Dentro de dichos marcadores hematológicos (o quizás sea más apropiado hablar de marcadores sanguíneos o bioquímicos) podemos encontrarnos parámetros tan habituales como el recuento de leucocitos, niveles de hemoglobina, monocitos, vitamina B12, colesterol, ácido metilmalónico, GOT, gamma GT, albúmina, beta-2 microglobulina o proteína C reactiva. Incluso algo tan simple como el índice de distribución de hematíes puede asociarse a complejidad y tener carácter pronóstico13. Otros parámetros se asocian a citocinas proinflamatorias (IL-6, IL-1, TNFα, IL-2, IFNα)14 y no se piden de manera rutinaria. También podemos ver reflejada la complejidad del concepto de fragilidad enmarcado en parámetros hormonales (GH, IGF-1, vitamina D, testosterona, globulina ligadora de hormona sexual, leptina, ghrelina, obestatina, estradiol, DHEAS, tiroxina o acúmulo de varios déficits hormonales)15–17 o en el sistema inmune (actividad monocito/macrófago, neopterina, células T CD8+, CD8+CD28-). A pesar de todo, ninguno de ellos ha demostrado la suficiente especificidad como para ser de utilidad en el manejo clínico.

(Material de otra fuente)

use super::support::{self, get, FixtureApp, RecordingFixture, Route, FORM_PAGE};
use std::fs;
use webplay::{
    Assertion, FailureCollector, ReplayConfiguration, ReplayReport, Replayer, ScenarioSource,
};

const RECORDED_FORM: &str = r#"<?xml version="1.0" encoding="UTF-8"?>
<scenario>
  <test>
    <request urlPath="/form" method="GET">
      <header name="Host" value="localhost:10011"/>
      <header name="Accept" value="text/html"/>
    </request>
    <assertion selector="input[name=f]">
      <expectedAttr xml:space="preserve" name="value">v</expectedAttr></assertion>
    <assertion selector="textarea[name=t]">
      <expectedText xml:space="preserve">hi</expectedText></assertion>
  </test>
</scenario>"#;

fn replay_against(app: &FixtureApp, scenario: &str) -> (ReplayReport, FailureCollector) {
    support::init_logging();

    let directory = tempfile::tempdir().unwrap();
    let path = directory.path().join("scenario.xml");
    fs::write(&path, scenario).unwrap();

    let mut collector = FailureCollector::default();
    let report = Replayer::new(ReplayConfiguration::new(app.base_url()))
        .replay_blocking(&ScenarioSource::path(&path), &mut collector)
        .unwrap();

    (report, collector)
}

#[test]
fn unchanged_pages_pass() {
    let app = FixtureApp::start(vec![("/form", Route::html(FORM_PAGE))]);

    let (report, collector) = replay_against(&app, RECORDED_FORM);

    assert_eq!(
        report,
        ReplayReport {
            requests: 1,
            assertions: 2,
            failures: 0
        }
    );
    assert!(collector.failures.is_empty());
}

#[test]
fn replays_headers_except_restricted_ones() {
    let app = FixtureApp::start(vec![("/form", Route::html(FORM_PAGE))]);

    replay_against(&app, RECORDED_FORM);

    let received = String::from_utf8(app.received()[0].clone()).unwrap().to_lowercase();
    assert!(received.starts_with("get /form http/1.1\r\n"));
    assert!(received.contains("accept: text/html\r\n"));
    assert!(!received.contains("localhost:10011"));
}

#[test]
fn changed_attributes_are_reported_once() {
    let app = FixtureApp::start(vec![(
        "/form",
        Route::html(&FORM_PAGE.replace("value=\"v\"", "value=\"wrong\"")),
    )]);

    let (report, collector) = replay_against(&app, RECORDED_FORM);

    assert_eq!(report.failures, 1);
    assert_eq!(collector.failures.len(), 1);
    let failure = &collector.failures[0];
    assert_eq!(failure.expected, "v");
    assert_eq!(failure.actual.as_deref(), Some("wrong"));
    assert_eq!(
        failure.message,
        "Assertion failed for request[0] - GET /form\n\
         The attribute value of the element input[name=f] does evaluate to 'wrong', but 'v' is expected."
    );
}

#[test]
fn changed_text_is_reported() {
    let app = FixtureApp::start(vec![(
        "/form",
        Route::html(&FORM_PAGE.replace(">hi<", ">bye<")),
    )]);

    let (_, collector) = replay_against(&app, RECORDED_FORM);

    assert_eq!(collector.failures.len(), 1);
    assert_eq!(collector.failures[0].expected, "hi");
    assert_eq!(collector.failures[0].actual.as_deref(), Some("bye"));
    assert!(collector.failures[0]
        .message
        .ends_with("The element textarea[name=t] does evaluate to 'bye', but 'hi' is expected."));
}

#[test]
fn missing_elements_are_reported_without_an_actual_value() {
    let app = FixtureApp::start(vec![("/form", Route::html("<p>the form is gone</p>"))]);

    let (report, collector) = replay_against(&app, RECORDED_FORM);

    assert_eq!(report.failures, 2);
    assert!(collector
        .failures
        .iter()
        .all(|failure| failure.actual.is_none()));
}

#[test]
fn trailing_slashes_on_the_base_url_are_not_doubled() {
    let app = FixtureApp::start(vec![("/form", Route::html(FORM_PAGE))]);
    let directory = tempfile::tempdir().unwrap();
    let path = directory.path().join("scenario.xml");
    fs::write(&path, RECORDED_FORM).unwrap();
    let mut collector = FailureCollector::default();

    let report = Replayer::new(ReplayConfiguration::new(format!("{}/", app.base_url())))
        .replay_blocking(&ScenarioSource::path(&path), &mut collector)
        .unwrap();

    assert_eq!(report.failures, 0);
    let received = String::from_utf8(app.received()[0].clone()).unwrap();
    assert!(received.starts_with("GET /form HTTP/1.1\r\n"));
}

#[test]
fn recorded_scenarios_replay_cleanly_until_the_page_changes() {
    let app = FixtureApp::start(vec![("/", Route::html(FORM_PAGE))]);
    let fixture = RecordingFixture::start(&app);
    get(fixture.addr(), "/");
    let scenario = fixture.stop();
    assert_eq!(scenario.requests[0].assertions.len(), 2);

    let source = ScenarioSource::path(fixture.scenario_path());
    let replayer = Replayer::new(ReplayConfiguration::new(app.base_url()));

    let mut collector = FailureCollector::default();
    let report = replayer.replay_blocking(&source, &mut collector).unwrap();
    assert!(report.is_success());

    app.set_route("/", Route::html(&FORM_PAGE.replace("value=\"v\"", "value=\"changed\"")));
    let mut failures = Vec::new();
    replayer
        .replay_blocking(&source, &mut |message: &str, expected: &str, actual: Option<&str>| {
            failures.push((
                message.to_string(),
                expected.to_string(),
                actual.map(str::to_string),
            ))
        })
        .unwrap();

    assert_eq!(failures.len(), 1);
    assert_eq!(failures[0].1, "v");
    assert_eq!(failures[0].2.as_deref(), Some("changed"));
    assert!(failures[0].0.starts_with("Assertion failed for request[0] - GET /\n"));
    assert_eq!(
        Assertion::expected_attr("value", "v", "input[name=f]"),
        scenario.requests[0].assertions[0]
    );
}

#[test]
fn unreadable_scenarios_fail_the_replay() {
    let app = FixtureApp::start(vec![]);
    let replayer = Replayer::new(ReplayConfiguration::new(app.base_url()));
    let mut collector = FailureCollector::default();

    assert!(replayer
        .replay_blocking(&ScenarioSource::path("/does/not/exist.xml"), &mut collector)
        .is_err());
    assert!(app.received().is_empty());
}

El día a día nos impide en muchas ocasiones realizar una valoración más exhaustiva de nuestros pacientes, y completar un cribado de fragilidad operativo. La realización de los test habituales consume tiempo, en ocasiones son difíciles de realizar y a veces no están validados o suficientemente estandarizados. La utilización de marcadores hematológicos integrales pronósticos puede identificar o al menos contribuir a la identificación de manera precoz (situación de prefragilidad) de pacientes en riesgo de fragilidad de manera sencilla, a la vez que pedimos un análisis rutinario, y por consecuencia mejorar las decisiones terapéuticas. No pueden sustituir a los marcadores tradicionales, algunos con una importancia creciente como la velocidad de marcha18, pero probablemente de manera progresiva vayan añadiéndose a los índices de fragilidad que vayan surgiendo. La ventaja fundamental de estos parámetros es la comodidad de su realización, su sencillez, rapidez y fácil estandarización, aunque el aspecto económico puede limitar su generalización. Además, permitirían monitorizar la progresión de la fragilidad o la respuesta a intervenciones.